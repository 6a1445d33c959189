//! External process execution.

use std::process::{Command, Stdio};

use tracing::debug;

use crate::error::RunError;

/// Runs external CLI commands.
///
/// Every call blocks until the child exits; there is no timeout.
pub trait Runner {
    /// Returns true if `<tool> <probe_args>` starts and exits successfully.
    fn is_installed(&self, tool: &str, probe_args: &[&str]) -> bool;

    /// Runs with stdin/stdout/stderr inherited from this process.
    fn run_interactive(&self, program: &str, args: &[&str]) -> Result<(), RunError>;

    /// Runs with output discarded, only the exit status matters.
    fn run(&self, program: &str, args: &[&str]) -> Result<(), RunError>;

    /// Runs and returns captured stdout.
    fn output(&self, program: &str, args: &[&str]) -> Result<Vec<u8>, RunError>;
}

/// [`Runner`] backed by real child processes.
#[derive(Debug, Default, Clone, Copy)]
pub struct SystemRunner;

impl SystemRunner {
    fn spawn_error(program: &str, source: std::io::Error) -> RunError {
        RunError::Spawn {
            program: program.to_string(),
            source,
        }
    }
}

impl Runner for SystemRunner {
    fn is_installed(&self, tool: &str, probe_args: &[&str]) -> bool {
        debug!("probing {} {}", tool, probe_args.join(" "));
        Command::new(tool)
            .args(probe_args)
            .stdin(Stdio::null())
            .stdout(Stdio::null())
            .stderr(Stdio::null())
            .status()
            .map(|status| status.success())
            .unwrap_or(false)
    }

    fn run_interactive(&self, program: &str, args: &[&str]) -> Result<(), RunError> {
        debug!("running {} {}", program, args.join(" "));
        let status = Command::new(program)
            .args(args)
            .status()
            .map_err(|e| Self::spawn_error(program, e))?;

        if status.success() {
            Ok(())
        } else {
            Err(RunError::exit(program, status.code(), b""))
        }
    }

    fn run(&self, program: &str, args: &[&str]) -> Result<(), RunError> {
        debug!("running {} {}", program, args.join(" "));
        let output = Command::new(program)
            .args(args)
            .stdin(Stdio::null())
            .output()
            .map_err(|e| Self::spawn_error(program, e))?;

        if output.status.success() {
            Ok(())
        } else {
            Err(RunError::exit(program, output.status.code(), &output.stderr))
        }
    }

    fn output(&self, program: &str, args: &[&str]) -> Result<Vec<u8>, RunError> {
        debug!("capturing {} {}", program, args.join(" "));
        let output = Command::new(program)
            .args(args)
            .stdin(Stdio::null())
            .output()
            .map_err(|e| Self::spawn_error(program, e))?;

        if output.status.success() {
            Ok(output.stdout)
        } else {
            Err(RunError::exit(program, output.status.code(), &output.stderr))
        }
    }
}

#[cfg(all(test, unix))]
mod tests {
    use super::*;

    #[test]
    fn test_missing_tool_is_not_installed() {
        assert!(!SystemRunner.is_installed("gswitch-definitely-not-a-real-tool", &["version"]));
    }

    #[test]
    fn test_probe_args_decide_success() {
        assert!(SystemRunner.is_installed("sh", &["-c", "exit 0"]));
        assert!(!SystemRunner.is_installed("sh", &["-c", "exit 1"]));
    }

    #[test]
    fn test_output_captures_stdout() {
        let out = SystemRunner
            .output("sh", &["-c", "printf '[]'"])
            .expect("sh should run");
        assert_eq!(out, b"[]");
    }

    #[test]
    fn test_run_reports_exit_code_and_stderr() {
        let err = SystemRunner
            .run("sh", &["-c", "echo denied >&2; exit 3"])
            .unwrap_err();
        match err {
            RunError::Exit { code, stderr, .. } => {
                assert_eq!(code, Some(3));
                assert_eq!(stderr, "denied");
            }
            other => panic!("unexpected error: {other}"),
        }
    }

    #[test]
    fn test_spawn_failure() {
        let err = SystemRunner
            .run("gswitch-definitely-not-a-real-tool", &[])
            .unwrap_err();
        assert!(matches!(err, RunError::Spawn { .. }));
    }
}
//! # gswitch - gcloud and kubectl context switcher
//!
//! Switches the local machine's cloud CLI context in one command:
//! authentication identity, active gcloud project and kubectl credentials.
//!
//! ## Flow
//!
//! 1. Activate the `default` gcloud configuration
//! 2. Log in interactively and set `--project`, or activate the service
//!    account named by `GOOGLE_APPLICATION_CREDENTIALS`
//! 3. List the project's GKE clusters and write kubectl credentials for
//!    the first one
//!
//! All real work is delegated to `gcloud`; gswitch only sequences it.

pub mod config;
pub mod credentials;
pub mod error;
pub mod gcloud;
pub mod output;
pub mod runner;
pub mod switch;

// Re-export commonly used items
pub use config::{Args, AuthMode, RunOptions, Tools};
pub use error::{RunError, SwitchError};
pub use gcloud::Cluster;
pub use runner::{Runner, SystemRunner};
pub use switch::{Outcome, Switcher, Warning};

━━━━━━━━

#### [TASK]
Extract each entry in full, exactly as given.

#### [TASK RESULT]
repository 6a1445d33c959189
//! External process execution.

use std::process::{Command, Stdio};

use tracing::debug;

use crate::error::RunError;

/// Runs external CLI commands.
///
/// Every call blocks until the child exits; there is no timeout.
pub trait Runner {
    /// Returns true if `<tool> <probe_args>` starts and exits successfully.
    fn is_installed(&self, tool: &str, probe_args: &[&str]) -> bool;

    /// Runs with stdin/stdout/stderr inherited from this process.
    fn run_interactive(&self, program: &str, args: &[&str]) -> Result<(), RunError>;

    /// Runs with output discarded, only the exit status matters.
    fn run(&self, program: &str, args: &[&str]) -> Result<(), RunError>;

    /// Runs and returns captured stdout.
    fn output(&self, program: &str, args: &[&str]) -> Result<Vec<u8>, RunError>;
}

/// [`Runner`] backed by real child processes.
#[derive(Debug, Default, Clone, Copy)]
pub struct SystemRunner;

impl SystemRunner {
    fn spawn_error(program: &str, source: std::io::Error) -> RunError {
        RunError::Spawn {
            program: program.to_string(),
            source,
        }
    }
}

impl Runner for SystemRunner {
    fn is_installed(&self, tool: &str, probe_args: &[&str]) -> bool {
        debug!("probing {} {}", tool, probe_args.join(" "));
        Command::new(tool)
            .args(probe_args)
            .stdin(Stdio::null())
            .stdout(Stdio::null())
            .stderr(Stdio::null())
            .status()
            .map(|status| status.success())
            .unwrap_or(false)
    }

    fn run_interactive(&self, program: &str, args: &[&str]) -> Result<(), RunError> {
        debug!("running {} {}", program, args.join(" "));
        let status = Command::new(program)
            .args(args)
            .status()
            .map_err(|e| Self::spawn_error(program, e))?;

        if status.success() {
            Ok(())
        } else {
            Err(RunError::exit(program, status.code(), b""))
        }
    }

    fn run(&self, program: &str, args: &[&str]) -> Result<(), RunError> {
        debug!("running {} {}", program, args.join(" "));
        let output = Command::new(program)
            .args(args)
            .stdin(Stdio::null())
            .output()
            .map_err(|e| Self::spawn_error(program, e))?;

        if output.status.success() {
            Ok(())
        } else {
            Err(RunError::exit(program, output.status.code(), &output.stderr))
        }
    }

    fn output(&self, program: &str, args: &[&str]) -> Result<Vec<u8>, RunError> {
        debug!("capturing {} {}", program, args.join(" "));
        let output = Command::new(program)
            .args(args)
            .stdin(Stdio::null())
            .output()
            .map_err(|e| Self::spawn_error(program, e))?;

        if output.status.success() {
            Ok(output.stdout)
        } else {
            Err(RunError::exit(program, output.status.code(), &output.stderr))
        }
    }
}

#[cfg(all(test, unix))]
mod tests {
    use super::*;

    #[test]
    fn test_missing_tool_is_not_installed() {
        assert!(!SystemRunner.is_installed("gswitch-definitely-not-a-real-tool", &["version"]));
    }

    #[test]
    fn test_probe_args_decide_success() {
        assert!(SystemRunner.is_installed("sh", &["-c", "exit 0"]));
        assert!(!SystemRunner.is_installed("sh", &["-c", "exit 1"]));
    }

    #[test]
    fn test_output_captures_stdout() {
        let out = SystemRunner
            .output("sh", &["-c", "printf '[]'"])
            .expect("sh should run");
        assert_eq!(out, b"[]");
    }

    #[test]
    fn test_run_reports_exit_code_and_stderr() {
        let err = SystemRunner
            .run("sh", &["-c", "echo denied >&2; exit 3"])
            .unwrap_err();
        match err {
            RunError::Exit { code, stderr, .. } => {
                assert_eq!(code, Some(3));
                assert_eq!(stderr, "denied");
            }
            other => panic!("unexpected error: {other}"),
        }
    }

    #[test]
    fn test_spawn_failure() {
        let err = SystemRunner
            .run("gswitch-definitely-not-a-real-tool", &[])
            .unwrap_err();
        assert!(matches!(err, RunError::Spawn { .. }));
    }
}
//! # gswitch - gcloud and kubectl context switcher
//!
//! Switches the local machine's cloud CLI context in one command:
//! authentication identity, active gcloud project and kubectl credentials.
//!
//! ## Flow
//!
//! 1. Activate the `default` gcloud configuration
//! 2. Log in interactively and set `--project`, or activate the service
//!    account named by `GOOGLE_APPLICATION_CREDENTIALS`
//! 3. List the project's GKE clusters and write kubectl credentials for
//!    the first one
//!
//! All real work is delegated to `gcloud`; gswitch only sequences it.

pub mod config;
pub mod credentials;
pub mod error;
pub mod gcloud;
pub mod output;
pub mod runner;
pub mod switch;

// Re-export commonly used items
pub use config::{Args, AuthMode, RunOptions, Tools};
pub use error::{RunError, SwitchError};
pub use gcloud::Cluster;
pub use runner::{Runner, SystemRunner};
pub use switch::{Outcome, Switcher, Warning};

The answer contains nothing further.